Having loved his travel book on Japan, 'Hokkaido Highway Blues', I was interested to see if Will Ferguson's candid humour, (particularly disarming in relation to culture shock) would translate well to his writing about his home country. I think it does. Unlike 'Hokkaido' - this is not a single journey or a linear narrative, really, it's a series of chapters on low profile areas of Canada, like Hudson Bay, and Moose Jaw. It's definitely more of a 'dip into' book - because here is a fair amount of autobiographical detail and local history in some chapters. Reading the chapters in succession is good as well though, because some of the later chapters refer to historical events which he mentions earlier in the book. These details are a nice complement to his own observations, which are sometimes laugh out loud funny. On balance, I prefer his book on Japan by a small margin, which would get 6 stars from me! This is still very much worth a read. 5 stars.
A must read if you have been to / travelled in Canada. This is a humorous look at Canada when you step off the main tourist trail.

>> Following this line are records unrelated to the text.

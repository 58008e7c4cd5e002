// src/readers/resolver.rs

//! Implements the [`IdentityResolver`], a stateful forward pass over one
//! pid's trace records that disambiguates reused pointer addresses.
//!
//! A logged address names an object only until that object is torn down;
//! the allocator then hands the same address to an unrelated object. The
//! resolver tags every creation event with a reuse-generation counter so
//! that downstream trackers key on stable identities
//! (`0x55a3f8132e60`, `0x55a3f8132e60_1`, …).
//!
//! All resolution state is owned by the resolver instance. A fresh
//! resolver over the same stream replays the pass identically.

use crate::common::{Count, Pid, TriageResult};
use crate::data::record::{LogRecord, TraceRecordP};
use crate::data::resolved::ResolvedRecord;
use crate::readers::logstream::{IterFilter, LogStream, RecordIter};

use std::collections::HashMap;

#[allow(unused_imports)]
use ::si_trace_print::{defn, defo, defx, defñ};

/// The live identity of one active descriptor address.
#[derive(Clone, Debug)]
struct ActiveIdentity {
    /// reuse-disambiguated descriptor text
    public: String,
    /// the creating parent's resolved identity
    parent: String,
    /// created by a new-RPC event?
    is_rpc: bool,
}

/// A forward pass over one pid's trace records, yielding
/// [`ResolvedRecord`]s with reuse-disambiguated identities.
///
/// Resolution is position-dependent, so the pass always starts from the
/// beginning of the file and requires a concrete pid (interleaving two
/// address spaces would corrupt the tables).
pub struct IdentityResolver<'a> {
    records: RecordIter<'a>,
    /// creations seen per raw address; the next generation number
    reuse_count: HashMap<String, Count>,
    /// raw address of each live object to its current identity
    active: HashMap<String, ActiveIdentity>,
}

impl<'a> IdentityResolver<'a> {
    /// Begin a resolving pass over `pid`'s trace records.
    pub fn new(
        stream: &'a mut LogStream,
        pid: Pid,
    ) -> TriageResult<IdentityResolver<'a>> {
        defñ!("(pid {})", pid);
        let records = stream.iterate(IterFilter {
            pid: Some(pid),
            trace_only: true,
            raw: false,
        })?;

        Ok(IdentityResolver {
            records,
            reuse_count: HashMap::new(),
            active: HashMap::new(),
        })
    }

    /// The disambiguated name for generation `gen` of a raw address.
    fn public_name(descriptor: &str, gen: Count) -> String {
        match gen {
            0 => descriptor.to_string(),
            _ => format!("{}_{}", descriptor, gen),
        }
    }

    /// Resolve an address through the active table, falling back to the
    /// raw text for objects created before this trace window began.
    fn resolve(&self, descriptor: &str) -> String {
        match self.active.get(descriptor) {
            Some(identity) => identity.public.clone(),
            None => descriptor.to_string(),
        }
    }

    /// A creation event: assign the next generation of this address and
    /// record it active.
    fn create(&mut self, record: &TraceRecordP, is_rpc: bool) -> ResolvedRecord {
        let descriptor: &str = record.descriptor.as_str();
        let parent: String = match record.parent() {
            Some(val) => self.resolve(val),
            None => String::new(),
        };
        let gen: Count = *self.reuse_count.get(descriptor).unwrap_or(&0);
        let public: String = IdentityResolver::public_name(descriptor, gen);
        self.reuse_count.insert(descriptor.to_string(), gen + 1);
        defo!("create {:?} gen {} parent {:?}", public, gen, parent);
        self.active.insert(
            descriptor.to_string(),
            ActiveIdentity {
                public: public.clone(),
                parent: parent.clone(),
                is_rpc,
            },
        );

        ResolvedRecord {
            record: record.clone(),
            public_descriptor: public,
            public_parent: parent,
            is_rpc,
        }
    }

    /// A link event: the function argument is a _new_ child joining the
    /// hierarchy under the printed target. The child keeps the address's
    /// current generation; links are aliases, not fresh creations.
    fn link(&mut self, record: &TraceRecordP) -> ResolvedRecord {
        let descriptor: &str = record.descriptor.as_str();
        let target: String = match record.parent() {
            Some(val) => self.resolve(val),
            None => String::new(),
        };
        let gen: Count = self
            .reuse_count
            .get(descriptor)
            .map_or(0, |count| count.saturating_sub(1));
        let public: String = IdentityResolver::public_name(descriptor, gen);
        defo!("link {:?} under {:?}", public, target);
        self.active.insert(
            descriptor.to_string(),
            ActiveIdentity {
                public: public.clone(),
                parent: target.clone(),
                is_rpc: false,
            },
        );

        ResolvedRecord {
            record: record.clone(),
            public_descriptor: public,
            public_parent: target,
            is_rpc: false,
        }
    }

    /// A teardown event: resolve, then retire the address so a future
    /// creation at the same address gets a fresh generation.
    fn teardown(&mut self, record: &TraceRecordP) -> ResolvedRecord {
        let descriptor: &str = record.descriptor.as_str();
        match self.active.remove(descriptor) {
            Some(identity) => {
                defo!("teardown {:?}", identity.public);
                ResolvedRecord {
                    record: record.clone(),
                    public_descriptor: identity.public,
                    public_parent: identity.parent,
                    is_rpc: identity.is_rpc,
                }
            }
            None => {
                // teardown of an object created before the trace window
                defo!("teardown of unknown {:?}", descriptor);
                ResolvedRecord {
                    record: record.clone(),
                    public_descriptor: descriptor.to_string(),
                    public_parent: String::new(),
                    is_rpc: false,
                }
            }
        }
    }

    /// Any other reference to a descriptor: copy the active identity if
    /// the address is live, otherwise pass the raw text through.
    fn reference(&self, record: &TraceRecordP) -> ResolvedRecord {
        let descriptor: &str = record.descriptor.as_str();
        match self.active.get(descriptor) {
            Some(identity) => ResolvedRecord {
                record: record.clone(),
                public_descriptor: identity.public.clone(),
                public_parent: identity.parent.clone(),
                is_rpc: identity.is_rpc,
            },
            None => ResolvedRecord {
                record: record.clone(),
                public_descriptor: descriptor.to_string(),
                public_parent: String::new(),
                is_rpc: false,
            },
        }
    }
}

impl Iterator for IdentityResolver<'_> {
    type Item = ResolvedRecord;

    fn next(&mut self) -> Option<ResolvedRecord> {
        let record: TraceRecordP = match self.records.next()? {
            LogRecord::Trace(tr) => tr,
            // the filter excludes RawRecords
            LogRecord::Raw(_) => return self.next(),
        };
        if record.descriptor.is_empty() {
            return Some(ResolvedRecord::unresolved(record));
        }
        let resolved = if record.is_new() || record.is_new_rpc() {
            self.create(&record, record.is_new_rpc())
        } else if record.is_link() {
            self.link(&record)
        } else if record.is_dereg() || record.is_dereg_rpc() {
            self.teardown(&record)
        } else {
            self.reference(&record)
        };

        Some(resolved)
    }
}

However, it manages to take a serious look at the history and development of Canada, as the author travels from the west coast to the east.
This book arrived this morning in the mail. I started reading it with my morning coffee, and by the time I stopped for a break, my coffee was cold!

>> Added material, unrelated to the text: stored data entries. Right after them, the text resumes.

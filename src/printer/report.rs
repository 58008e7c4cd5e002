// src/printer/report.rs

//! Implements the [`HierarchyReporter`] dump, the opcode tally table,
//! and the [`ReportSession`] that renders violations with
//! once-per-line dedup.

use crate::common::{LineIndex, Pid, TriageResult};
use crate::data::record::{LogRecord, Severity};
use crate::data::resolved::ROOT_PARENT;
use crate::readers::logstream::{IterFilter, LogStream};
use crate::readers::resolver::IdentityResolver;
use crate::trackers::rpc::RpcLifecycleTracker;
use crate::trackers::Violation;

use std::collections::{HashMap, HashSet};

#[allow(unused_imports)]
use ::si_trace_print::{defn, defo, defx, defñ};

// ━━━━━━━━━━━━━━━━━━━━━━━━━━━━━━━━━━━━━━━━━━━━━━━━━━━━━━━━━━━━━━━━━━━━━━━━━━━━━━━━━━━━━━━━━━━━━━━━━
// ReportSession
// ━━━━━━━━━━━━━━━━━━━━━━━━━━━━━━━━━━━━━━━━━━━━━━━━━━━━━━━━━━━━━━━━━━━━━━━━━━━━━━━━━━━━━━━━━━━━━━━━━

/// Renders violations for one report, deduplicating repeated lines.
///
/// The dedup set and the running counts are owned here; a fresh session
/// starts clean (no globals).
#[derive(Debug, Default)]
pub struct ReportSession {
    shown: HashSet<String>,
    pub err_count: usize,
    pub warn_count: usize,
}

impl ReportSession {
    pub fn new() -> ReportSession {
        ReportSession::default()
    }

    /// Render one violation; `None` if an identical rendering was
    /// already shown this session. Counts every violation either way.
    pub fn show(&mut self, violation: &Violation) -> Option<String> {
        if violation.is_error() {
            self.err_count += 1;
        } else {
            self.warn_count += 1;
        }
        let rendered: String = violation.render();
        if !self.shown.insert(rendered.clone()) {
            return None;
        }

        Some(rendered)
    }

    /// Render a batch, dedup applied, in order.
    pub fn show_all<'a, I>(&mut self, violations: I) -> Vec<String>
    where
        I: IntoIterator<Item = &'a Violation>,
    {
        violations
            .into_iter()
            .filter_map(|violation| self.show(violation))
            .collect()
    }

    /// Did this session see any ERROR-severity violation?
    pub fn has_errors(&self) -> bool {
        self.err_count != 0
    }
}

// ━━━━━━━━━━━━━━━━━━━━━━━━━━━━━━━━━━━━━━━━━━━━━━━━━━━━━━━━━━━━━━━━━━━━━━━━━━━━━━━━━━━━━━━━━━━━━━━━━
// opcode tally table
// ━━━━━━━━━━━━━━━━━━━━━━━━━━━━━━━━━━━━━━━━━━━━━━━━━━━━━━━━━━━━━━━━━━━━━━━━━━━━━━━━━━━━━━━━━━━━━━━━━

/// Render the per-opcode state tally as a right-aligned table, the
/// result-code columns (leading dash, `-DER_SUCCESS` first) after the
/// five state columns. Empty when no RPC activity was seen.
pub fn render_rpc_table(tracker: &RpcLifecycleTracker) -> String {
    if tracker.tallies().is_empty() {
        return String::new();
    }
    let names: Vec<String> = tracker.result_names();
    let mut headers: Vec<String> = [
        "OPCODE",
        "ALLOCATED",
        "SUBMITTED",
        "SENT",
        "COMPLETED",
        "DEALLOCATED",
    ]
    .iter()
    .map(|hdr| hdr.to_string())
    .collect();
    for name in &names {
        headers.push(format!("-{}", name));
    }

    let mut rows: Vec<Vec<String>> = Vec::new();
    for (opcode, tally) in tracker.tallies() {
        let mut row: Vec<String> = vec![
            opcode.clone(),
            tally.allocated.to_string(),
            tally.submitted.to_string(),
            tally.sent.to_string(),
            tally.completed.to_string(),
            tally.deallocated.to_string(),
        ];
        for name in &names {
            row.push(
                tally
                    .results
                    .get(name)
                    .map(|count| count.to_string())
                    .unwrap_or_default(),
            );
        }
        rows.push(row);
    }

    let mut widths: Vec<usize> = headers.iter().map(String::len).collect();
    for row in &rows {
        for (col, cell) in row.iter().enumerate() {
            if cell.len() > widths[col] {
                widths[col] = cell.len();
            }
        }
    }

    let mut out = String::from("Opcode State Transition Tally\n");
    let header_line: Vec<String> = headers
        .iter()
        .enumerate()
        .map(|(col, hdr)| format!("{:>width$}", hdr, width = widths[col]))
        .collect();
    out.push_str(&header_line.join("  "));
    out.push('\n');
    let rule: Vec<String> = widths.iter().map(|width| "-".repeat(*width)).collect();
    out.push_str(&rule.join("  "));
    out.push('\n');
    for row in &rows {
        let cells: Vec<String> = row
            .iter()
            .enumerate()
            .map(|(col, cell)| format!("{:>width$}", cell, width = widths[col]))
            .collect();
        out.push_str(&cells.join("  "));
        out.push('\n');
    }

    out
}

// ━━━━━━━━━━━━━━━━━━━━━━━━━━━━━━━━━━━━━━━━━━━━━━━━━━━━━━━━━━━━━━━━━━━━━━━━━━━━━━━━━━━━━━━━━━━━━━━━━
// HierarchyReporter
// ━━━━━━━━━━━━━━━━━━━━━━━━━━━━━━━━━━━━━━━━━━━━━━━━━━━━━━━━━━━━━━━━━━━━━━━━━━━━━━━━━━━━━━━━━━━━━━━━━

/// Walks the descriptor hierarchy from a seed up to the root and emits
/// a bounded dump of one pid's stream, member lines annotated `*`.
///
/// Seed selection: the first identified record at severity WARN or
/// worse; failing that, the first registration whose source filename
/// starts with the path filter.
#[derive(Clone, Debug)]
pub struct HierarchyReporter {
    /// emit non-member lines at this severity or worse; `Dbug` emits
    /// everything (raw lines count as `Dbug`)
    dump_level: Severity,
    path_filter: Option<String>,
}

impl Default for HierarchyReporter {
    fn default() -> HierarchyReporter {
        HierarchyReporter {
            dump_level: Severity::Dbug,
            path_filter: None,
        }
    }
}

impl HierarchyReporter {
    pub fn new() -> HierarchyReporter {
        HierarchyReporter::default()
    }

    pub fn with_dump_level(mut self, dump_level: Severity) -> HierarchyReporter {
        self.dump_level = dump_level;
        self
    }

    pub fn with_path_filter<S: Into<String>>(mut self, path_filter: S) -> HierarchyReporter {
        self.path_filter = Some(path_filter.into());
        self
    }

    /// Render the dump for one pid. Two passes: a resolving pass to
    /// build the hierarchy and pick the seed, then a raw-inclusive
    /// replay emitting member and in-level lines. Empty when no seed
    /// qualifies.
    pub fn dump(&self, stream: &mut LogStream, pid: Pid) -> TriageResult<String> {
        defn!("(pid {})", pid);
        let mut line_identity: HashMap<LineIndex, String> = HashMap::new();
        let mut parent_of: HashMap<String, String> = HashMap::new();
        let mut children_of: HashMap<String, Vec<String>> = HashMap::new();
        let mut seed: Option<String> = None;
        let mut fallback: Option<String> = None;

        let resolver = IdentityResolver::new(stream, pid)?;
        for resolved in resolver {
            if !resolved.has_identity() {
                continue;
            }
            let record = resolved.rec();
            line_identity.insert(record.index, resolved.public_descriptor.clone());
            if record.is_new() || record.is_new_rpc() || record.is_link() {
                parent_of.insert(
                    resolved.public_descriptor.clone(),
                    resolved.public_parent.clone(),
                );
                children_of
                    .entry(resolved.public_parent.clone())
                    .or_default()
                    .push(resolved.public_descriptor.clone());
            }
            if seed.is_none() && record.severity <= Severity::Warn {
                seed = Some(resolved.public_descriptor.clone());
            }
            if fallback.is_none() && record.is_new() {
                if let Some(filter) = &self.path_filter {
                    if record
                        .filename
                        .as_deref()
                        .map_or(false, |fname| fname.starts_with(filter.as_str()))
                    {
                        fallback = Some(resolved.public_descriptor.clone());
                    }
                }
            }
        }

        let seed: String = match seed.or(fallback) {
            Some(val) => val,
            None => {
                defx!("no seed");
                return Ok(String::new());
            }
        };
        defo!("seed {:?}", seed);

        // walk to the root, gathering each visited descriptor and
        // everything directly linked under it
        let mut members: HashSet<String> = HashSet::new();
        let mut cursor: String = seed;
        loop {
            if !members.insert(cursor.clone()) {
                // cycle in parent links; stop the walk
                break;
            }
            if let Some(kids) = children_of.get(&cursor) {
                members.extend(kids.iter().cloned());
            }
            match parent_of.get(&cursor) {
                Some(parent) if parent != ROOT_PARENT && !parent.is_empty() => {
                    cursor = parent.clone();
                }
                _ => break,
            }
        }
        defo!("{} member identities", members.len());

        let mut out = String::new();
        let replay = stream.iterate(IterFilter {
            pid: Some(pid),
            trace_only: false,
            raw: true,
        })?;
        for record in replay {
            let member: bool = line_identity
                .get(&record.index())
                .map_or(false, |identity| members.contains(identity));
            let severity: Severity = match &record {
                LogRecord::Trace(tr) => tr.severity,
                LogRecord::Raw(_) => Severity::Dbug,
            };
            if member {
                out.push_str("* ");
            } else if severity <= self.dump_level {
                out.push_str("  ");
            } else {
                continue;
            }
            out.push_str(&record.text());
            out.push('\n');
        }
        defx!();

        Ok(out)
    }
}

This book is such fun, and so easy to read. Being British, I found the connections between Canada and Britain interesting. Ferguson is as humourous as he is insightful. I'd previously enjoyed his other book "How to be a Canadian", and purchased this on the back of that book's humour, and I wasn't let down.
Anyone with an interest in travel, Canada or even British Colonial history should purchase this book today!